[ABOUT THIS EXERCISE] Quote the entries below from the line with "#[serde(default)]" through the line with "if let Some(driver)", both ends included, and only those lines.

[MATERIAL SUPPLIED]
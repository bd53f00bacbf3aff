//! # Query Module
//!
//! [`FindAll`] collects the optional clauses appended to a model's select
//! template: a raw `where` fragment with its arguments, an `order by`
//! fragment, and a [`Limit`].

use crate::{Error, Value};

/// Row limit for [`FindAll`].
///
/// Only an integer count or an `(offset, count)` pair is valid. Anything else
/// converts into [`Limit::Raw`], which is rejected when the statement is
/// rendered.
#[derive(Debug, Clone, PartialEq, Eq)]
pub enum Limit {
    Count(i64),
    Range(i64, i64),
    Raw(String),
}

impl Limit {
    /// Renders the clause body, e.g. `5` or `10,5`.
    pub fn render(&self) -> Result<String, Error> {
        match self {
            Limit::Count(n) => Ok(non_negative(*n, self)?.to_string()),
            Limit::Range(offset, count) => {
                Ok(format!("{},{}", non_negative(*offset, self)?, non_negative(*count, self)?))
            }
            Limit::Raw(_) => Err(invalid(self)),
        }
    }
}

fn non_negative(n: i64, limit: &Limit) -> Result<i64, Error> {
    if n < 0 { Err(invalid(limit)) } else { Ok(n) }
}

fn invalid(limit: &Limit) -> Error {
    Error::InvalidArgument(format!("invalid limit value: {:?}", limit))
}

macro_rules! impl_limit_from {
    ($($t:ty),*) => {
        $(
            impl From<$t> for Limit {
                fn from(n: $t) -> Self {
                    Limit::Count(i64::from(n))
                }
            }

            impl From<($t, $t)> for Limit {
                fn from((offset, count): ($t, $t)) -> Self {
                    Limit::Range(i64::from(offset), i64::from(count))
                }
            }
        )*
    };
}

impl_limit_from!(i32, i64, u8, u16, u32);

impl From<usize> for Limit {
    fn from(n: usize) -> Self {
        Limit::Count(i64::try_from(n).unwrap_or(i64::MAX))
    }
}

impl From<(usize, usize)> for Limit {
    fn from((offset, count): (usize, usize)) -> Self {
        Limit::Range(i64::try_from(offset).unwrap_or(i64::MAX), i64::try_from(count).unwrap_or(i64::MAX))
    }
}

impl From<&str> for Limit {
    fn from(text: &str) -> Self {
        Limit::Raw(text.to_string())
    }
}

impl From<String> for Limit {
    fn from(text: String) -> Self {
        Limit::Raw(text)
    }
}

/// Options for `Model::find_all`.
#[derive(Debug, Clone, Default)]
pub struct FindAll {
    where_clause: Option<String>,
    args: Vec<Value>,
    order_by: Option<String>,
    limit: Option<Limit>,
}

impl FindAll {
    pub fn new() -> Self {
        Self::default()
    }

    /// Raw condition, e.g. ``"`email`=?"``, with one argument per `?`.
    pub fn filter<I, V>(mut self, clause: impl Into<String>, args: I) -> Self
    where
        I: IntoIterator<Item = V>,
        V: Into<Value>,
    {
        self.where_clause = Some(clause.into());
        self.args = args.into_iter().map(Into::into).collect();
        self
    }

    /// Raw ordering, e.g. ``"`created_at` desc"``.
    pub fn order_by(mut self, order: impl Into<String>) -> Self {
        self.order_by = Some(order.into());
        self
    }

    pub fn limit(mut self, limit: impl Into<Limit>) -> Self {
        self.limit = Some(limit.into());
        self
    }

    pub fn args(&self) -> &[Value] {
        &self.args
    }

    /// Appends the clauses to `select`. Fails on an invalid limit before any
    /// statement reaches the database.
    pub fn to_sql(&self, select: &str) -> Result<String, Error> {
        let mut sql = vec![select.to_string()];

        if let Some(clause) = self.where_clause.as_deref().filter(|c| !c.is_empty()) {
            sql.push("where".to_string());
            sql.push(clause.to_string());
        }

        if let Some(order) = &self.order_by {
            sql.push("order by".to_string());
            sql.push(order.clone());
        }

        if let Some(limit) = &self.limit {
            sql.push("limit".to_string());
            sql.push(limit.render()?);
        }

        Ok(sql.join(" "))
    }
}

#[cfg(test)]
mod tests {
    use super::*;

    const SELECT: &str = "select `id`,`name` from `users`";

    #[test]
    fn bare_query_is_the_template() {
        assert_eq!(FindAll::new().to_sql(SELECT).unwrap(), SELECT);
    }

    #[test]
    fn clauses_are_appended_in_order() {
        let query = FindAll::new().filter("`name`=?", ["bob"]).order_by("`id` desc").limit(5);
        assert_eq!(
            query.to_sql(SELECT).unwrap(),
            "select `id`,`name` from `users` where `name`=? order by `id` desc limit 5"
        );
        assert_eq!(query.args(), [Value::from("bob")]);
    }

    #[test]
    fn pair_limit_renders_offset_and_count() {
        let sql = FindAll::new().limit((10, 5)).to_sql(SELECT).unwrap();
        assert!(sql.ends_with("limit 10,5"));
    }

    #[test]
    fn text_limits_are_rejected_even_when_numeric() {
        for text in ["5", "10,5", "x"] {
            let err = FindAll::new().limit(text).to_sql(SELECT).unwrap_err();
            assert!(matches!(err, Error::InvalidArgument(_)), "{text}");
        }
    }

    #[test]
    fn invalid_limits_are_rejected() {
        for limit in [Limit::from("x"), Limit::from("1,2,3"), Limit::from(""), Limit::Count(-1), Limit::Range(0, -5)] {
            let err = FindAll::new().limit(limit).to_sql(SELECT).unwrap_err();
            assert!(matches!(err, Error::InvalidArgument(_)));
        }
    }

    #[test]
    fn empty_where_is_skipped() {
        let sql = FindAll::new().filter("", Vec::<Value>::new()).to_sql(SELECT).unwrap();
        assert_eq!(sql, SELECT);
    }
}
//! # Row Module
//!
//! Fetched rows are turned into [`Row`]s: an ordered column name → [`Value`]
//! mapping independent of the driver that produced them.

use sqlx::{Column, ColumnIndex, Decode, Type, ValueRef};

use crate::{value::FromValue, Error, Value};

/// One fetched row, in select-list order.
#[derive(Debug, Clone, Default, PartialEq)]
pub struct Row {
    columns: Vec<(String, Value)>,
}

impl Row {
    pub fn new() -> Self {
        Self::default()
    }

    /// Appends a column, replacing an earlier one with the same name.
    pub fn insert(&mut self, column: impl Into<String>, value: impl Into<Value>) {
        let column = column.into();
        let value = value.into();
        match self.columns.iter_mut().find(|(name, _)| *name == column) {
            Some(slot) => slot.1 = value,
            None => self.columns.push((column, value)),
        }
    }

    pub fn get(&self, column: &str) -> Option<&Value> {
        self.columns.iter().find(|(name, _)| name == column).map(|(_, v)| v)
    }

    /// Decodes a column into `T`. A missing column decodes like `NULL`.
    pub fn decode<T: FromValue>(&self, column: &str) -> Result<T, Error> {
        let value = self.get(column).cloned().unwrap_or(Value::Null);
        T::from_value(value).map_err(|e| e.in_column(column))
    }

    pub fn len(&self) -> usize {
        self.columns.len()
    }

    pub fn is_empty(&self) -> bool {
        self.columns.is_empty()
    }

    pub fn iter(&self) -> impl Iterator<Item = (&str, &Value)> {
        self.columns.iter().map(|(name, v)| (name.as_str(), v))
    }

    /// Converts a driver row by trying each column against the supported types.
    ///
    /// Works on `AnyRow` (MySQL, PostgreSQL) and `SqliteRow`. Decoding follows the
    /// value actually stored, so SQLite booleans come back as integers.
    pub(crate) fn from_sqlx<R>(row: &R) -> Result<Self, Error>
    where
        R: sqlx::Row,
        usize: ColumnIndex<R>,
        i64: Type<R::Database> + for<'r> Decode<'r, R::Database>,
        f64: Type<R::Database> + for<'r> Decode<'r, R::Database>,
        f32: Type<R::Database> + for<'r> Decode<'r, R::Database>,
        bool: Type<R::Database> + for<'r> Decode<'r, R::Database>,
        String: Type<R::Database> + for<'r> Decode<'r, R::Database>,
    {
        let mut out = Row { columns: Vec::with_capacity(row.len()) };

        for (i, column) in row.columns().iter().enumerate() {
            let value = if row.try_get_raw(i)?.is_null() {
                Value::Null
            } else if let Ok(v) = row.try_get::<i64, _>(i) {
                Value::Int(v)
            } else if let Ok(v) = row.try_get::<f64, _>(i) {
                Value::Float(v)
            } else if let Ok(v) = row.try_get::<f32, _>(i) {
                Value::Float(f64::from(v))
            } else if let Ok(v) = row.try_get::<bool, _>(i) {
                Value::Bool(v)
            } else {
                Value::Text(row.try_get::<String, _>(i)?)
            };
            out.columns.push((column.name().to_string(), value));
        }

        Ok(out)
    }
}

impl<K: Into<String>, V: Into<Value>> FromIterator<(K, V)> for Row {
    fn from_iter<I: IntoIterator<Item = (K, V)>>(iter: I) -> Self {
        let mut row = Row::new();
        for (k, v) in iter {
            row.insert(k, v);
        }
        row
    }
}
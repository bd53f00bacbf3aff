//! # Config Module
//!
//! [`PoolConfig`] carries the options recognised by `create_pool`. It
//! deserializes from any serde source with every key optional, and can be
//! read from `DB_*` environment variables.

use serde::Deserialize;
use url::Url;

use crate::{database::Drivers, error::ConfigError};

/// Connection pool options.
#[derive(Debug, Clone, PartialEq, Deserialize)]
#[serde(default)]
pub struct PoolConfig {
    pub driver: Drivers,
    pub host: String,
    pub port: u16,
    pub user: Option<String>,
    pub password: Option<String>,
    pub db: Option<String>,
    pub charset: String,
    pub autocommit: bool,
    pub minsize: u32,
    pub maxsize: u32,
}

impl Default for PoolConfig {
    fn default() -> Self {
        Self {
            driver: Drivers::MySQL,
            host: "localhost".to_string(),
            port: 3306,
            user: None,
            password: None,
            db: None,
            charset: "utf8".to_string(),
            autocommit: true,
            minsize: 1,
            maxsize: 10,
        }
    }
}

impl PoolConfig {
    /// Defaults plus the three required options.
    pub fn new(user: impl Into<String>, password: impl Into<String>, db: impl Into<String>) -> Self {
        Self {
            user: Some(user.into()),
            password: Some(password.into()),
            db: Some(db.into()),
            ..Self::default()
        }
    }

    /// Reads `DB_DRIVER`, `DB_HOST`, `DB_PORT`, `DB_USER`, `DB_PASSWORD`,
    /// `DB_NAME`, `DB_CHARSET`, `DB_AUTOCOMMIT`, `DB_MINSIZE` and `DB_MAXSIZE`.
    pub fn from_env() -> Result<Self, ConfigError> {
        Self::from_lookup(|key| std::env::var(key).ok())
    }

    /// Same as [`PoolConfig::from_env`] with a custom variable source.
    pub fn from_lookup(lookup: impl Fn(&str) -> Option<String>) -> Result<Self, ConfigError> {
        let mut config = Self::default();

        if let Some(driver) = lookup("DB_DRIVER") {
            config.driver = match driver.to_ascii_lowercase().as_str() {
                "mysql" => Drivers::MySQL,
                "postgres" | "postgresql" => Drivers::Postgres,
                "sqlite" => Drivers::SQLite,
                _ => return Err(ConfigError::InvalidOption { key: "driver", value: driver }),
            };
        }
        if let Some(host) = lookup("DB_HOST") {
            config.host = host;
        }
        if let Some(port) = lookup("DB_PORT") {
            config.port = parse("port", port)?;
        }
        config.user = lookup("DB_USER");
        config.password = lookup("DB_PASSWORD");
        config.db = lookup("DB_NAME");
        if let Some(charset) = lookup("DB_CHARSET") {
            config.charset = charset;
        }
        if let Some(autocommit) = lookup("DB_AUTOCOMMIT") {
            config.autocommit = parse("autocommit", autocommit)?;
        }
        if let Some(minsize) = lookup("DB_MINSIZE") {
            config.minsize = parse("minsize", minsize)?;
        }
        if let Some(maxsize) = lookup("DB_MAXSIZE") {
            config.maxsize = parse("maxsize", maxsize)?;
        }

        Ok(config)
    }

    /// Checks the required options and pool bounds.
    ///
    /// `user`, `password` and `db` are required for server databases; SQLite
    /// only needs `db` (a file path or `:memory:`).
    pub fn validate(&self) -> Result<(), ConfigError> {
        if self.driver != Drivers::SQLite {
            if self.user.is_none() {
                return Err(ConfigError::MissingOption("user"));
            }
            if self.password.is_none() {
                return Err(ConfigError::MissingOption("password"));
            }
        }
        if self.db.is_none() {
            return Err(ConfigError::MissingOption("db"));
        }
        if self.maxsize == 0 || self.minsize > self.maxsize {
            return Err(ConfigError::InvalidOption {
                key: "maxsize",
                value: format!("minsize {} / maxsize {}", self.minsize, self.maxsize),
            });
        }
        Ok(())
    }

    /// Builds the connection URL after validating.
    pub fn url(&self) -> Result<String, ConfigError> {
        self.validate()?;
        let db = self.db.as_deref().unwrap_or_default();

        if self.driver == Drivers::SQLite {
            return Ok(if db == ":memory:" { "sqlite::memory:".to_string() } else { format!("sqlite://{}", db) });
        }

        let invalid = |key: &'static str, value: &str| ConfigError::InvalidOption { key, value: value.to_string() };

        let mut url = Url::parse(&format!("{}://{}", self.driver.scheme(), self.host))
            .map_err(|_| invalid("host", &self.host))?;
        url.set_port(Some(self.port)).map_err(|_| invalid("port", &self.port.to_string()))?;
        url.set_username(self.user.as_deref().unwrap_or_default()).map_err(|_| invalid("user", ""))?;
        url.set_password(self.password.as_deref()).map_err(|_| invalid("password", ""))?;
        url.set_path(&format!("/{}", db));

        if self.driver == Drivers::MySQL {
            url.query_pairs_mut().append_pair("charset", &self.charset);
        }

        Ok(url.to_string())
    }
}

fn parse<T: std::str::FromStr>(key: &'static str, value: String) -> Result<T, ConfigError> {
    value.trim().parse().map_err(|_| ConfigError::InvalidOption { key, value })
}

[ANSWER TO THIS PROBLEM]
#[serde(default)]
pub struct PoolConfig {
    pub driver: Drivers,
    pub host: String,
    pub port: u16,
    pub user: Option<String>,
    pub password: Option<String>,
    pub db: Option<String>,
    pub charset: String,
    pub autocommit: bool,
    pub minsize: u32,
    pub maxsize: u32,
}

impl Default for PoolConfig {
    fn default() -> Self {
        Self {
            driver: Drivers::MySQL,
            host: "localhost".to_string(),
            port: 3306,
            user: None,
            password: None,
            db: None,
            charset: "utf8".to_string(),
            autocommit: true,
            minsize: 1,
            maxsize: 10,
        }
    }
}

impl PoolConfig {
    /// Defaults plus the three required options.
    pub fn new(user: impl Into<String>, password: impl Into<String>, db: impl Into<String>) -> Self {
        Self {
            user: Some(user.into()),
            password: Some(password.into()),
            db: Some(db.into()),
            ..Self::default()
        }
    }

    /// Reads `DB_DRIVER`, `DB_HOST`, `DB_PORT`, `DB_USER`, `DB_PASSWORD`,
    /// `DB_NAME`, `DB_CHARSET`, `DB_AUTOCOMMIT`, `DB_MINSIZE` and `DB_MAXSIZE`.
    pub fn from_env() -> Result<Self, ConfigError> {
        Self::from_lookup(|key| std::env::var(key).ok())
    }

    /// Same as [`PoolConfig::from_env`] with a custom variable source.
    pub fn from_lookup(lookup: impl Fn(&str) -> Option<String>) -> Result<Self, ConfigError> {
        let mut config = Self::default();

        if let Some(driver) = lookup("DB_DRIVER") {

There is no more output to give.